The werewolf appears in the Super Hero Squad universe: in The Superhero Squad Show season 2 episode "This Man-Thing, This Monster", and as a playable character in Super Hero Squad Online. He is also seen in Jill Valentine's ending in Marvel vs. Capcom 3, and appears in the Ultimate Spider-Man (2012) TV-show voiced by Ross Lynch as the leader of the Howling Commandos. A film adaptation was in the works in 2005 with cast and crew to be announced "shortly" and filming to start somewhere in 2006, but for reasons unknown nothing was heard from it again. Until 2022, when Marvel announced a “Special Presentation” for October 7 exclusively on Disney+ where he was potrayed by Gael Garcia Bernal.

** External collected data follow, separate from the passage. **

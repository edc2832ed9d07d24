//! Command handlers, one module per subcommand.
//!
//! Each `execute` translates parsed arguments into service calls and renders
//! the result through the [`crate::output::OutputManager`].

pub mod bootstrap;
pub mod completions;
pub mod config;
pub mod init;
pub mod layout;
pub mod scaffold;
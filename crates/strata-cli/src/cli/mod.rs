//! CLI argument definitions using the clap derive API.
//!
//! This module is the *only* place that knows about argument names, aliases,
//! help text, and value enums.  No business logic lives here.

use std::path::PathBuf;

use clap::{Args, Parser, Subcommand, ValueEnum};

pub mod global;
pub use global::{GlobalArgs, OutputFormat};

// ── Top-level CLI ─────────────────────────────────────────────────────────────

/// Main CLI entry-point.
#[derive(Debug, Parser)]
#[command(
    name    = "strata",
    bin_name = "strata",
    version  = env!("CARGO_PKG_VERSION"),
    author   = env!("CARGO_PKG_AUTHORS"),
    about    = "Layered project skeleton generator",
    long_about = "Strata generates a hexagonal / clean-architecture directory \
                  skeleton with a documented package marker in every package, \
                  and can bootstrap a poetry + git + commitizen environment around it.",
    after_help = "EXAMPLES:\n\
        \x20 strata scaffold shop\n\
        \x20 strata scaffold shop --output ~/code --dry-run\n\
        \x20 strata bootstrap my_service --yes\n\
        \x20 strata layout --format json\n\
        \x20 strata completions bash > /usr/share/bash-completion/completions/strata",
    arg_required_else_help = true,
    subcommand_required    = true,
)]
pub struct Cli {
    /// Flags available on every subcommand.
    #[command(flatten)]
    pub global: GlobalArgs,

    /// Subcommand to execute.
    #[command(subcommand)]
    pub command: Commands,
}

// ── Subcommands ───────────────────────────────────────────────────────────────

/// All available subcommands.
#[derive(Debug, Subcommand)]
pub enum Commands {
    /// Generate the layered skeleton for a project.
    #[command(
        visible_alias = "new",
        about = "Generate a project skeleton",
        after_help = "EXAMPLES:\n\
            \x20 strata scaffold shop\n\
            \x20 strata scaffold shop -o /tmp/out --marker README.md\n\
            \x20 strata scaffold shop --dry-run --output-format json"
    )]
    Scaffold(ScaffoldArgs),

    /// Set up a poetry project with git and commitizen, then scaffold it.
    #[command(
        visible_alias = "env",
        about = "Bootstrap a development environment and scaffold it",
        after_help = "EXAMPLES:\n\
            \x20 strata bootstrap\n\
            \x20 strata bootstrap my_service -o ~/code --yes\n\
            \x20 strata bootstrap my_service --dry-run"
    )]
    Bootstrap(BootstrapArgs),

    /// Show the built-in layout.
    #[command(
        visible_alias = "ls",
        about = "Show the built-in layout",
        after_help = "EXAMPLES:\n\
            \x20 strata layout\n\
            \x20 strata layout --format list\n\
            \x20 strata layout --format csv > layout.csv"
    )]
    Layout(LayoutArgs),

    /// Initialise a Strata configuration file.
    #[command(
        about = "Initialise configuration",
        after_help = "EXAMPLES:\n\
            \x20 strata init           # user config directory\n\
            \x20 strata init --local   # .strata.toml in CWD"
    )]
    Init(InitArgs),

    /// Generate shell completion scripts.
    #[command(
        about = "Generate shell completions",
        after_help = "EXAMPLES:\n\
            \x20 strata completions bash > ~/.local/share/bash-completion/completions/strata\n\
            \x20 strata completions zsh  > ~/.zfunc/_strata\n\
            \x20 strata completions fish > ~/.config/fish/completions/strata.fish"
    )]
    Completions(CompletionsArgs),

    /// Manage the Strata configuration.
    #[command(
        about = "Configuration management",
        subcommand,
        after_help = "EXAMPLES:\n\
            \x20 strata config get defaults.output_dir\n\
            \x20 strata config set defaults.marker_file README.md\n\
            \x20 strata config list"
    )]
    Config(ConfigCommands),
}

impl Commands {
    /// Whether the command may create the `--config` file instead of reading it.
    pub fn writes_config(&self) -> bool {
        matches!(self, Commands::Config(ConfigCommands::Set { .. }))
    }
}

// ── scaffold ──────────────────────────────────────────────────────────────────

/// Arguments for `strata scaffold`.
#[derive(Debug, Args)]
pub struct ScaffoldArgs {
    /// Project name: a single directory name, created under the output root.
    #[arg(value_name = "NAME", help = "Project name")]
    pub name: String,

    /// Output root.  The project lands in `DIR/NAME`, its tests in
    /// `DIR/tests/NAME`.
    #[arg(
        short = 'o',
        long = "output",
        value_name = "DIR",
        help = "Output root (default: defaults.output_dir)"
    )]
    pub output: Option<PathBuf>,

    /// File name of the per-package marker.
    #[arg(
        long = "marker",
        value_name = "FILE",
        help = "Marker file name (default: defaults.marker_file)"
    )]
    pub marker: Option<String>,

    /// Preview what would be created without writing any files.
    #[arg(long = "dry-run", help = "Show what would be created without creating")]
    pub dry_run: bool,
}

// ── bootstrap ─────────────────────────────────────────────────────────────────

/// Arguments for `strata bootstrap`.
#[derive(Debug, Args)]
pub struct BootstrapArgs {
    /// Project name.
    #[arg(value_name = "NAME", default_value = "my_project", help = "Project name")]
    pub name: String,

    /// Directory `poetry new` runs in.
    #[arg(
        short = 'o',
        long = "output",
        value_name = "DIR",
        help = "Output root (default: defaults.output_dir)"
    )]
    pub output: Option<PathBuf>,

    /// File name of the per-package marker.
    #[arg(long = "marker", value_name = "FILE", help = "Marker file name")]
    pub marker: Option<String>,

    /// Skip the confirmation prompt.
    #[arg(short = 'y', long = "yes", help = "Skip confirmation and run immediately")]
    pub yes: bool,

    /// Print the command plan and exit.
    #[arg(long = "dry-run", help = "Print the steps without running them")]
    pub dry_run: bool,
}

// ── layout ────────────────────────────────────────────────────────────────────

/// Arguments for `strata layout`.
#[derive(Debug, Args)]
pub struct LayoutArgs {
    /// Output format.
    #[arg(
        long = "format",
        value_enum,
        default_value = "table",
        help = "Output format"
    )]
    pub format: LayoutFormat,
}

/// Output format for the `layout` command.
#[derive(Debug, Clone, Copy, PartialEq, Eq, ValueEnum)]
pub enum LayoutFormat {
    /// Indented tree with descriptions.
    Table,
    /// One `section:path` per line.
    List,
    /// JSON array.
    Json,
    /// CSV rows.
    Csv,
}

// ── init ──────────────────────────────────────────────────────────────────────

/// Arguments for `strata init`.
#[derive(Debug, Args)]
pub struct InitArgs {
    /// Write to `.strata.toml` in the current directory.
    #[arg(
        long = "local",
        help = "Create local configuration in current directory"
    )]
    pub local: bool,

    /// Overwrite an existing config file.
    #[arg(short = 'f', long = "force", help = "Overwrite existing configuration")]
    pub force: bool,
}

// ── completions ───────────────────────────────────────────────────────────────

/// Arguments for `strata completions`.
#[derive(Debug, Args)]
pub struct CompletionsArgs {
    /// Target shell.
    #[arg(value_enum, help = "Shell to generate completions for")]
    pub shell: Shell,
}

/// Supported shells for completion generation.
#[derive(Debug, Clone, Copy, ValueEnum)]
pub enum Shell {
    Bash,
    Zsh,
    Fish,
    PowerShell,
    Elvish,
}

// ── config subcommands ────────────────────────────────────────────────────────

/// Subcommands for `strata config`.
#[derive(Debug, Subcommand)]
pub enum ConfigCommands {
    /// Print the value of a configuration key.
    Get {
        /// Dotted key path, e.g. `defaults.output_dir`.
        key: String,
    },
    /// Set a configuration key to a value.
    Set {
        /// Dotted key path.
        key: String,
        /// New value.  Lists are comma separated.
        value: String,
    },
    /// Print all configuration values.
    List,
    /// Print the path to the active configuration file.
    Path,
}

// ── tests ─────────────────────────────────────────────────────────────────────
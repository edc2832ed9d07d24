//! # Strata CLI
//!
//! Layered project skeleton generator.
//!
//! ## Startup sequence
//!
//! 1. Parse CLI arguments (clap handles `--help` / `--version` early-exit).
//! 2. Initialise the tracing subscriber (logging).
//! 3. Load configuration (defaults + files + env).
//! 4. Self-check the built-in layout.
//! 5. Build the [`OutputManager`].
//! 6. Dispatch to the appropriate command handler.
//! 7. Translate any [`CliError`] into a user-facing message and exit code.
//!
//! ## Exit codes
//!
//! | Code | Meaning                 |
//! |------|-------------------------|
//! |  0   | Success                 |
//! |  1   | Internal / system error |
//! |  2   | User / input error      |
//! |  3   | Resource not found      |
//! |  4   | Configuration error     |

use std::process::ExitCode;

use clap::Parser;
use strata_core::application::LayoutService;
use tracing::{debug, info, instrument};

use crate::{
    cli::{Cli, Commands},
    config::AppConfig,
    error::{CliError, CliResult},
    logging::init_logging,
    output::OutputManager,
};

mod cli;
mod commands;
mod config;
mod error;
mod logging;
mod output;

fn main() -> ExitCode {
    // .env feeds both RUST_LOG and STRATA_* overrides; absent is fine.
    let _ = dotenvy::dotenv();

    // ── 1. Parse arguments ────────────────────────────────────────────────
    // --help / --version arrive here too: clap prints them to stdout with
    // exit code 0; real parse failures go to stderr with exit code 2.
    let cli = match Cli::try_parse() {
        Ok(cli) => cli,
        Err(e) => {
            let _ = e.print();
            return ExitCode::from(u8::try_from(e.exit_code()).unwrap_or(2));
        }
    };

    // ── 2. Initialise tracing ─────────────────────────────────────────────
    if let Err(e) = init_logging(&cli.global) {
        eprintln!("Failed to initialise logging: {e}");
        return ExitCode::from(1);
    }

    debug!(
        verbose = cli.global.verbose,
        quiet = cli.global.quiet,
        no_color = cli.global.no_color,
        "CLI started"
    );

    let verbose = cli.global.verbose > 0;
    let colored = !cli.global.no_color;

    // ── 3. Load configuration ─────────────────────────────────────────────
    let loaded = AppConfig::load(cli.global.config.as_ref(), cli.command.writes_config());
    let config = match loaded {
        Ok(cfg) => cfg,
        Err(e) => return handle_error(e, verbose, colored),
    };

    // ── 4. Layout self-check ──────────────────────────────────────────────
    // A malformed built-in table is a bug in this binary, not user error.
    if let Err(e) = LayoutService::default().check() {
        tracing::error!(error = %e, "built-in layout failed its integrity check");
        eprintln!("Internal error: the built-in layout is inconsistent ({e}). Please report it.");
        return ExitCode::from(1);
    }

    // ── 5. Build output manager ───────────────────────────────────────────
    let output = OutputManager::new(&cli.global, &config);

    // ── 6. Dispatch + 7. Error handling ──────────────────────────────────
    match run(cli, config, output) {
        Ok(()) => {
            info!("Strata completed successfully");
            ExitCode::SUCCESS
        }
        Err(e) => handle_error(e, verbose, colored),
    }
}

/// Dispatch to the correct command handler.
#[instrument(skip_all)]
fn run(cli: Cli, config: AppConfig, output: OutputManager) -> CliResult<()> {
    match cli.command {
        Commands::Scaffold(cmd) => commands::scaffold::execute(cmd, config, output),
        Commands::Bootstrap(cmd) => commands::bootstrap::execute(cmd, config, output),
        Commands::Layout(cmd) => commands::layout::execute(cmd, output),
        Commands::Init(cmd) => commands::init::execute(cmd, output),
        Commands::Completions(cmd) => commands::completions::execute(cmd),
        Commands::Config(cmd) => commands::config::execute(cmd, cli.global, config, output),
    }
}

/// Translate a `CliError` into a user message and an appropriate exit code.
///
/// This is the single place where structured errors become human-readable
/// output and OS exit codes.
fn handle_error(err: CliError, verbose: bool, colored: bool) -> ExitCode {
    err.log();

    // stderr, so the message survives a redirected stdout.  Colour only on a TTY.
    let msg = if colored && std::io::IsTerminal::is_terminal(&std::io::stderr()) {
        err.format_colored(verbose)
    } else {
        err.format_plain(verbose)
    };
    eprint!("{msg}");

    ExitCode::from(err.exit_code())
}

// ── tests ─────────────────────────────────────────────────────────────────────
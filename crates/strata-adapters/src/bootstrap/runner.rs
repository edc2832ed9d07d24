use std::fmt;
use std::io;
use std::process::{Command, Stdio};

use tracing::debug;

use super::plan::StepCommand;

/// Exit status of an external command.
#[derive(Debug, Clone, Copy, PartialEq, Eq)]
pub struct CommandStatus {
    /// `None` when the process was terminated by a signal.
    pub code: Option<i32>,
}

impl CommandStatus {
    pub const SUCCESS: Self = Self { code: Some(0) };

    pub fn exited(code: i32) -> Self {
        Self { code: Some(code) }
    }

    pub fn success(&self) -> bool {
        self.code == Some(0)
    }
}

impl fmt::Display for CommandStatus {
    fn fmt(&self, f: &mut fmt::Formatter<'_>) -> fmt::Result {
        match self.code {
            Some(code) => write!(f, "exited with status {}", code),
            None => f.write_str("was terminated by a signal"),
        }
    }
}

/// Port for running external commands.
#[cfg_attr(test, mockall::automock)]
pub trait CommandRunner: Send + Sync {
    /// Run `command` to completion in its working directory.
    fn run(&self, command: &StepCommand) -> io::Result<CommandStatus>;
}

/// Runs commands as child processes.
///
/// Interactive commands inherit the terminal; probes run with stdio
/// discarded.
#[derive(Debug, Default, Clone, Copy)]
pub struct ProcessRunner;

impl CommandRunner for ProcessRunner {
    fn run(&self, command: &StepCommand) -> io::Result<CommandStatus> {
        debug!(command = %command, cwd = %command.cwd.display(), "spawning");

        let mut process = Command::new(&command.program);
        process.args(&command.args).current_dir(&command.cwd);
        if !command.interactive {
            process
                .stdin(Stdio::null())
                .stdout(Stdio::null())
                .stderr(Stdio::null());
        }

        let status = process.status()?;
        Ok(CommandStatus {
            code: status.code(),
        })
    }
}
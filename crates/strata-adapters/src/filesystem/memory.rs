//! In-memory filesystem adapter for testing and dry runs.

use std::{
    collections::{BTreeSet, HashMap, HashSet},
    path::{Path, PathBuf},
    sync::{Arc, RwLock},
};

use strata_core::{
    application::{ApplicationError, ports::Filesystem},
    error::StrataResult,
};

/// In-memory filesystem.
///
/// Clones share state, so a test can hand one clone to a service and
/// inspect the other afterwards.
#[derive(Debug, Clone)]
pub struct MemoryFilesystem {
    inner: Arc<RwLock<MemoryFilesystemInner>>,
}

#[derive(Debug, Default)]
struct MemoryFilesystemInner {
    files: HashMap<PathBuf, String>,
    directories: HashSet<PathBuf>,
}

impl MemoryFilesystem {
    /// Create a new empty memory filesystem.
    pub fn new() -> Self {
        Self {
            inner: Arc::new(RwLock::new(MemoryFilesystemInner::default())),
        }
    }

    /// Read a file's content (testing helper).
    pub fn read_file(&self, path: &Path) -> Option<String> {
        let inner = self.inner.read().ok()?;
        inner.files.get(path).cloned()
    }

    /// All files, sorted.
    pub fn list_files(&self) -> Vec<PathBuf> {
        self.inner
            .read()
            .map(|inner| inner.files.keys().cloned().collect::<BTreeSet<_>>())
            .unwrap_or_default()
            .into_iter()
            .collect()
    }

    /// All directories, sorted.
    pub fn list_directories(&self) -> Vec<PathBuf> {
        self.inner
            .read()
            .map(|inner| inner.directories.iter().cloned().collect::<BTreeSet<_>>())
            .unwrap_or_default()
            .into_iter()
            .collect()
    }

    /// Clear all contents.
    pub fn clear(&self) -> StrataResult<()> {
        let mut inner = self
            .inner
            .write()
            .map_err(|_| ApplicationError::StoreLockError)?;
        inner.files.clear();
        inner.directories.clear();
        Ok(())
    }
}

impl Default for MemoryFilesystem {
    fn default() -> Self {
        Self::new()
    }
}

impl Filesystem for MemoryFilesystem {
    fn create_dir_all(&self, path: &Path) -> StrataResult<()> {
        let mut inner = self
            .inner
            .write()
            .map_err(|_| ApplicationError::StoreLockError)?;

        let mut current = PathBuf::new();
        let mut created = Vec::new();
        for component in path.components() {
            current.push(component);
            if inner.files.contains_key(&current) {
                return Err(ApplicationError::FilesystemError {
                    path: path.to_path_buf(),
                    reason: format!(
                        "Failed to create directory: {} is a file",
                        current.display()
                    ),
                }
                .into());
            }
            created.push(current.clone());
        }

        inner.directories.extend(created);
        Ok(())
    }

    fn write_file(&self, path: &Path, content: &str) -> StrataResult<()> {
        let mut inner = self
            .inner
            .write()
            .map_err(|_| ApplicationError::StoreLockError)?;

        if inner.directories.contains(path) {
            return Err(ApplicationError::FilesystemError {
                path: path.to_path_buf(),
                reason: "Failed to write file: Is a directory".into(),
            }
            .into());
        }

        // Ensure parent exists
        if let Some(parent) = path.parent() {
            if !parent.as_os_str().is_empty() && !inner.directories.contains(parent) {
                return Err(ApplicationError::FilesystemError {
                    path: path.to_path_buf(),
                    reason: "Parent directory does not exist".into(),
                }
                .into());
            }
        }

        inner.files.insert(path.to_path_buf(), content.to_string());
        Ok(())
    }

    fn exists(&self, path: &Path) -> bool {
        self.inner
            .read()
            .map(|inner| inner.files.contains_key(path) || inner.directories.contains(path))
            .unwrap_or(false)
    }

    fn is_dir(&self, path: &Path) -> bool {
        self.inner
            .read()
            .map(|inner| inner.directories.contains(path))
            .unwrap_or(false)
    }
}
use std::path::{Path, PathBuf};

use serde::Serialize;

/// What one materialization run left on disk.
#[derive(Debug, Clone, PartialEq, Eq, Serialize)]
pub struct GeneratedFilesystemState {
    pub project_root: PathBuf,
    pub tests_root: PathBuf,
    pub directories: Vec<PathBuf>,
    pub markers: Vec<PathBuf>,
}

impl GeneratedFilesystemState {
    pub fn new(project_root: impl Into<PathBuf>, tests_root: impl Into<PathBuf>) -> Self {
        Self {
            project_root: project_root.into(),
            tests_root: tests_root.into(),
            directories: Vec::new(),
            markers: Vec::new(),
        }
    }

    pub(crate) fn record_directory(&mut self, path: &Path) {
        self.directories.push(path.to_path_buf());
    }

    pub(crate) fn record_marker(&mut self, path: PathBuf) {
        self.markers.push(path);
    }

    pub fn directory_count(&self) -> usize {
        self.directories.len()
    }

    pub fn marker_count(&self) -> usize {
        self.markers.len()
    }
}
//! Payment notification reconciliation against a real database.
//!
//! Run with: `DATABASE_URL=... cargo test -p nexora-integration-tests -- --ignored`

#![allow(clippy::unwrap_used)]

use sqlx::PgPool;

use nexora_core::{Email, GuestContact, OrderStatus, PaymentStatus, ProductId, Role, ShippingPolicy};
use nexora_integration_tests::{
    create_product, create_user, identity, open_payment, product_stock, signed_notification,
    test_config, test_state,
};
use nexora_storefront::db::{OrderRepository, PaymentRepository};
use nexora_storefront::models::OrderDetail;
use nexora_storefront::services::orders::{GuestLine, GuestOrderRequest, OrderService};
use nexora_storefront::services::payments::{NotificationOutcome, PaymentError};

async fn guest_order(pool: &PgPool, product: ProductId, quantity: i32) -> OrderDetail {
    let shipping = ShippingPolicy::default();
    OrderService::new(pool, &shipping)
        .place_guest_order(&GuestOrderRequest {
            contact: GuestContact {
                name: "Agus Salim".to_owned(),
                email: Email::parse("agus@example.com").unwrap(),
                phone: "081311112222".to_owned(),
                address: "Jl. Malioboro 1, Yogyakarta".to_owned(),
            },
            items: vec![GuestLine {
                product_id: product,
                variant_id: None,
                quantity,
            }],
            notes: String::new(),
        })
        .await
        .unwrap()
}

async fn order_status(pool: &PgPool, order: &OrderDetail) -> OrderStatus {
    OrderRepository::new(pool)
        .get(order.order.id)
        .await
        .unwrap()
        .unwrap()
        .status
}

#[sqlx::test(migrations = "../storefront/migrations")]
#[ignore = "Requires PostgreSQL (DATABASE_URL)"]
async fn test_settlement_marks_order_paid_once(pool: PgPool) {
    let state = test_state(pool.clone(), test_config(&[]));
    let product = create_product(&pool, "Coffee Beans", 95_000, 10, &[]).await;
    let order = guest_order(&pool, product, 1).await;
    open_payment(&pool, order.order.id, "NEXORA-settle-1", order.order.total).await;

    let notification = signed_notification("NEXORA-settle-1", "settlement");
    let first = state.payments().handle_notification(&notification).await.unwrap();
    assert_eq!(first, NotificationOutcome::Applied(PaymentStatus::Success));
    assert_eq!(order_status(&pool, &order).await, OrderStatus::Paid);

    let paid_at = PaymentRepository::new(&pool)
        .latest_for_order(order.order.id)
        .await
        .unwrap()
        .unwrap()
        .paid_at;
    assert!(paid_at.is_some());

    let replay = state.payments().handle_notification(&notification).await.unwrap();
    assert_eq!(replay, NotificationOutcome::AlreadySettled);

    let after = PaymentRepository::new(&pool)
        .latest_for_order(order.order.id)
        .await
        .unwrap()
        .unwrap();
    assert_eq!(after.status, PaymentStatus::Success);
    assert_eq!(after.paid_at, paid_at);
}

#[sqlx::test(migrations = "../storefront/migrations")]
#[ignore = "Requires PostgreSQL (DATABASE_URL)"]
async fn test_late_failure_does_not_undo_success(pool: PgPool) {
    let state = test_state(pool.clone(), test_config(&[]));
    let product = create_product(&pool, "Coffee Beans", 95_000, 10, &[]).await;
    let order = guest_order(&pool, product, 1).await;
    open_payment(&pool, order.order.id, "NEXORA-late-1", order.order.total).await;

    state
        .payments()
        .handle_notification(&signed_notification("NEXORA-late-1", "capture"))
        .await
        .unwrap();
    let outcome = state
        .payments()
        .handle_notification(&signed_notification("NEXORA-late-1", "expire"))
        .await
        .unwrap();

    assert_eq!(outcome, NotificationOutcome::AlreadySettled);
    assert_eq!(order_status(&pool, &order).await, OrderStatus::Paid);
}

#[sqlx::test(migrations = "../storefront/migrations")]
#[ignore = "Requires PostgreSQL (DATABASE_URL)"]
async fn test_bad_signature_changes_nothing(pool: PgPool) {
    let state = test_state(pool.clone(), test_config(&[]));
    let product = create_product(&pool, "Coffee Beans", 95_000, 10, &[]).await;
    let order = guest_order(&pool, product, 1).await;
    open_payment(&pool, order.order.id, "NEXORA-forged-1", order.order.total).await;

    let mut forged = signed_notification("NEXORA-forged-1", "settlement");
    forged.gross_amount = "1.00".to_owned();

    let err = state.payments().handle_notification(&forged).await.unwrap_err();
    assert!(matches!(err, PaymentError::InvalidSignature));
    assert_eq!(order_status(&pool, &order).await, OrderStatus::Pending);
}

#[sqlx::test(migrations = "../storefront/migrations")]
#[ignore = "Requires PostgreSQL (DATABASE_URL)"]
async fn test_pending_notification_is_acknowledged(pool: PgPool) {
    let state = test_state(pool.clone(), test_config(&[]));
    let product = create_product(&pool, "Coffee Beans", 95_000, 10, &[]).await;
    let order = guest_order(&pool, product, 1).await;
    open_payment(&pool, order.order.id, "NEXORA-pending-1", order.order.total).await;

    let outcome = state
        .payments()
        .handle_notification(&signed_notification("NEXORA-pending-1", "pending"))
        .await
        .unwrap();

    assert_eq!(outcome, NotificationOutcome::Acknowledged);
    assert_eq!(order_status(&pool, &order).await, OrderStatus::Pending);
}

#[sqlx::test(migrations = "../storefront/migrations")]
#[ignore = "Requires PostgreSQL (DATABASE_URL)"]
async fn test_unknown_session_is_not_found(pool: PgPool) {
    let state = test_state(pool.clone(), test_config(&[]));

    let err = state
        .payments()
        .handle_notification(&signed_notification("NEXORA-missing-1", "settlement"))
        .await
        .unwrap_err();
    assert!(matches!(err, PaymentError::PaymentNotFound));
}

#[sqlx::test(migrations = "../storefront/migrations")]
#[ignore = "Requires PostgreSQL (DATABASE_URL)"]
async fn test_failure_retains_stock_by_default(pool: PgPool) {
    let state = test_state(pool.clone(), test_config(&[]));
    let product = create_product(&pool, "Coffee Beans", 95_000, 10, &[]).await;
    let order = guest_order(&pool, product, 3).await;
    open_payment(&pool, order.order.id, "NEXORA-deny-1", order.order.total).await;

    let outcome = state
        .payments()
        .handle_notification(&signed_notification("NEXORA-deny-1", "deny"))
        .await
        .unwrap();

    assert_eq!(outcome, NotificationOutcome::Applied(PaymentStatus::Failed));
    assert_eq!(order_status(&pool, &order).await, OrderStatus::Pending);
    assert_eq!(product_stock(&pool, product).await, 7);
}

#[sqlx::test(migrations = "../storefront/migrations")]
#[ignore = "Requires PostgreSQL (DATABASE_URL)"]
async fn test_release_policy_cancels_and_restocks(pool: PgPool) {
    let config = test_config(&[("PAYMENT_FAILURE_STOCK_POLICY", "release")]);
    let state = test_state(pool.clone(), config);
    let product = create_product(&pool, "Coffee Beans", 95_000, 10, &[]).await;
    let order = guest_order(&pool, product, 3).await;
    open_payment(&pool, order.order.id, "NEXORA-expire-1", order.order.total).await;

    let outcome = state
        .payments()
        .handle_notification(&signed_notification("NEXORA-expire-1", "expire"))
        .await
        .unwrap();

    assert_eq!(outcome, NotificationOutcome::Applied(PaymentStatus::Expired));
    assert_eq!(order_status(&pool, &order).await, OrderStatus::Cancelled);
    assert_eq!(product_stock(&pool, product).await, 10);
}

#[sqlx::test(migrations = "../storefront/migrations")]
#[ignore = "Requires PostgreSQL (DATABASE_URL)"]
async fn test_settlement_after_cancel_keeps_order_cancelled(pool: PgPool) {
    let state = test_state(pool.clone(), test_config(&[]));
    let product = create_product(&pool, "Coffee Beans", 95_000, 10, &[]).await;
    let order = guest_order(&pool, product, 2).await;
    open_payment(&pool, order.order.id, "NEXORA-cancelled-1", order.order.total).await;

    state
        .orders()
        .update_status(order.order.id, OrderStatus::Cancelled, None)
        .await
        .unwrap();

    let outcome = state
        .payments()
        .handle_notification(&signed_notification("NEXORA-cancelled-1", "settlement"))
        .await
        .unwrap();

    assert_eq!(outcome, NotificationOutcome::Applied(PaymentStatus::Success));
    assert_eq!(order_status(&pool, &order).await, OrderStatus::Cancelled);
    assert_eq!(product_stock(&pool, product).await, 10);
}

#[sqlx::test(migrations = "../storefront/migrations")]
#[ignore = "Requires PostgreSQL (DATABASE_URL)"]
async fn test_simulation_settles_latest_payment(pool: PgPool) {
    let state = test_state(pool.clone(), test_config(&[]));
    let admin = create_user(&pool, "admin@example.com", Role::Admin).await;
    let product = create_product(&pool, "Coffee Beans", 95_000, 10, &[]).await;
    let order = guest_order(&pool, product, 1).await;
    open_payment(&pool, order.order.id, "NEXORA-sim-1", order.order.total).await;

    let outcome = state
        .payments()
        .simulate(order.order.id, &identity(&admin))
        .await
        .unwrap();

    assert_eq!(outcome, NotificationOutcome::Applied(PaymentStatus::Success));
    assert_eq!(order_status(&pool, &order).await, OrderStatus::Paid);
}

#[sqlx::test(migrations = "../storefront/migrations")]
#[ignore = "Requires PostgreSQL (DATABASE_URL)"]
async fn test_simulation_disabled_in_production(pool: PgPool) {
    let state = test_state(pool.clone(), test_config(&[("MIDTRANS_IS_PRODUCTION", "true")]));
    let admin = create_user(&pool, "admin@example.com", Role::Admin).await;
    let product = create_product(&pool, "Coffee Beans", 95_000, 10, &[]).await;
    let order = guest_order(&pool, product, 1).await;

    let err = state
        .payments()
        .simulate(order.order.id, &identity(&admin))
        .await
        .unwrap_err();
    assert!(matches!(err, PaymentError::SimulationDisabled));
}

Werewolf by Night provides examples of:

  • Aborted Arc: WbN vol.1 ends with Buck being attacked and his house burning down, setting up for a new storyline. After the book was cancelled, this was hastily resolved in Marvel Team-Up #93.
  • Absurdly Spacious Sewer:
    • Sarnak's base of operations in vol. 1.
    • In WbN vol.2 Jack uses them to lock himself up during the full moon. May be justified in that Jack works as a sanitation engineer and thus has knowledge of where to go, along with the access to it. Still, it means he stands knee-deep in Grimy Water for three nights a month but doesn't experience any drawbacks. Not even with that nose of his.
  • Alien Sky: Biphasia has two moons.
  • And I Must Scream: Being turned into a stone statue for all eternity, but still being able to think. "The agony of life was over… the nightmare of hell was just begun!"
  • Artifact Title: It's been quite a while since Jack was restricted to transforming at night.
  • Badass Longcoat: Most prominently seen in volume 2. In Wolverine First Class #11 Jack pulls one out of a dumpster.
  • Badass Normal: Even though he's regularly tied up and/or knocked unconscious, Buck Cowan deserves credit for willingly going head to head against super-powered beings for Jack's sake.
  • Bears Are Bad News: Jack had to once battle a bear that had silver claws on its front paws.
  • Beneath the Earth: Crawl down through the mist near Devil's Grotto and you'll end up in space.
  • Better to Die than Be Killed: Off-screen in Legion of Monsters: Werewolf by Night.
  • Blasphemous Boast: It got Aelfric burned at the stake as seen in WbN vol.1 #3.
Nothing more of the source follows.